I walk quickly toward the pharmacy counter, where all the scandalous items are kept in plain view. The pharmacy window is shut and has a pharmacist on break, ring bell for assistance sign, with a big arrow pointing toward a makeshift doorbell.
I look over the shelves: packages of condoms, tubes of lubricants, cans of feminine spray.
And pregnancy tests.
Yes, I am late. Very, very late.
I scan the choices. So many different kinds—ones with little urine cups, ones with sticks to pee on, ones with blue lines, ones with pink dots. And then there are the simpleton ones that scream out PREGNANT or NOT PREGNANT in the little results window. I guess these tests are for the truly rattled, for the petrified basket cases who can’t even bear to decode directions. I look at the prices, shocked at how expensive they are. A piece of plastic that you take a whiz on, stare at for three minutes, then toss out costs twenty dollars? I only have fifteen. There’s a cheaper test, a generic store brand that costs twelve, but its spot on the shelf is empty and has an out of stock sign in place of it.

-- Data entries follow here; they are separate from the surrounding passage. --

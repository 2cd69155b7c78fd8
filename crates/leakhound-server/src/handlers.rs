//! HTTP request handlers for the scan service.
//!
//! Implements the scan trigger and health check endpoints using axum.

use axum::{
    extract::State,
    http::StatusCode,
    response::Json,
    routing::{get, post},
    Router as AxumRouter,
};
use leakhound_domain::traits::{CandidateSource, FindingSink, LlmProvider};
use leakhound_llm::LlmError;
use leakhound_triage::Pipeline;
use serde::{Deserialize, Serialize};
use std::sync::Arc;
use tracing::error;

/// Shared application state
///
/// Generic over the pipeline's collaborators so tests can wire mock sources
/// and providers through the same routes as production.
pub struct AppState<Q, L, S>
where
    Q: CandidateSource,
    L: LlmProvider<Error = LlmError>,
    S: FindingSink,
{
    /// The triage pipeline a scan request drives
    pub pipeline: Arc<Pipeline<Q, L, S>>,

    /// Name of the classification model, reported by the health check
    pub model_name: String,
}

impl<Q, L, S> AppState<Q, L, S>
where
    Q: CandidateSource,
    L: LlmProvider<Error = LlmError>,
    S: FindingSink,
{
    /// Create application state around a pipeline
    pub fn new(pipeline: Pipeline<Q, L, S>, model_name: impl Into<String>) -> Self {
        Self {
            pipeline: Arc::new(pipeline),
            model_name: model_name.into(),
        }
    }
}

// Derived Clone would demand Clone on Q, L, S; only the Arcs are cloned
impl<Q, L, S> Clone for AppState<Q, L, S>
where
    Q: CandidateSource,
    L: LlmProvider<Error = LlmError>,
    S: FindingSink,
{
    fn clone(&self) -> Self {
        Self {
            pipeline: Arc::clone(&self.pipeline),
            model_name: self.model_name.clone(),
        }
    }
}

/// Health check response
#[derive(Debug, Serialize, Deserialize)]
pub struct HealthCheckResponse {
    /// Overall health status
    pub status: String,
    /// Classification model in use
    pub model: String,
}

/// POST /scan - Run one hunt-triage-persist cycle
///
/// Returns the run summary as plain text with status 200, or the hunt
/// failure message with status 500.
async fn run_scan<Q, L, S>(State(state): State<AppState<Q, L, S>>) -> (StatusCode, String)
where
    Q: CandidateSource + Send + 'static,
    L: LlmProvider<Error = LlmError> + Send + Sync + 'static,
    S: FindingSink + Send + 'static,
    S::Error: std::fmt::Display,
{
    match state.pipeline.run().await {
        Ok(summary) => (StatusCode::OK, summary.message()),
        Err(e) => {
            error!("Scan failed: {}", e);
            (StatusCode::INTERNAL_SERVER_ERROR, e.to_string())
        }
    }
}

/// GET /health - Liveness check
async fn health_check<Q, L, S>(
    State(state): State<AppState<Q, L, S>>,
) -> Json<HealthCheckResponse>
where
    Q: CandidateSource + Send + 'static,
    L: LlmProvider<Error = LlmError> + Send + Sync + 'static,
    S: FindingSink + Send + 'static,
{
    Json(HealthCheckResponse {
        status: "healthy".to_string(),
        model: state.model_name.clone(),
    })
}

/// Create the axum router with all routes
pub fn create_router<Q, L, S>(state: AppState<Q, L, S>) -> AxumRouter
where
    Q: CandidateSource + Send + 'static,
    L: LlmProvider<Error = LlmError> + Send + Sync + 'static,
    S: FindingSink + Send + 'static,
    S::Error: std::fmt::Display,
{
    AxumRouter::new()
        .route("/scan", post(run_scan))
        .route("/health", get(health_check))
        .with_state(state)
}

I need one of these tests.
I stand deliberating for a minute and contemplate shoplifting. It’s a small store. I look up at the round mirror at the end of the aisle that reflects back toward the cashier. She’s at her counter. I can see Ronan, too. He’s standing at attention, poker straight and looking in the direction where he had last seen me.
Shoplifting?
I don’t even know how to go about it.
Do I shove it in my pocket? Slide it up my sleeve? Do I divert attention, take the heat off by buying something else?
I am suddenly terrified. I have never deliberately stolen a single thing in my life. When it comes to anything even remotely resembling thievery, I start to sweat and wear the guilt like a thrift-store wedding gown. I even feel guilty when I get free drink refills at Taco Bell. In fact, one time when I was about eleven, I accidentally walked out of a store holding a pack of gum in my hand. Kirsten, Paige, and I were at Everything’s A Dollar buying candy and junk food for a sleepover. I’d meant to put the gum in our little shopping basket but was so engrossed in conversation while shopping that I just clean walked out with the gum in hand. About twenty minutes later, when we’d walked almost the whole way back to Paige’s house, I realized I was holding a sweaty, melted pack of Bubblicious in my fist and made them walk all the way back in the roasting July heat so I could pay for it. Kirsten and Paige tried the whole way to talk me out of returning it.
You didn’t mean to steal it, so it doesn’t count, especially if you don’t actually open and chew it.
Just throw it away at my house.
We can stop by the playground and pass it out to some little kids or something. That way it’s like charity.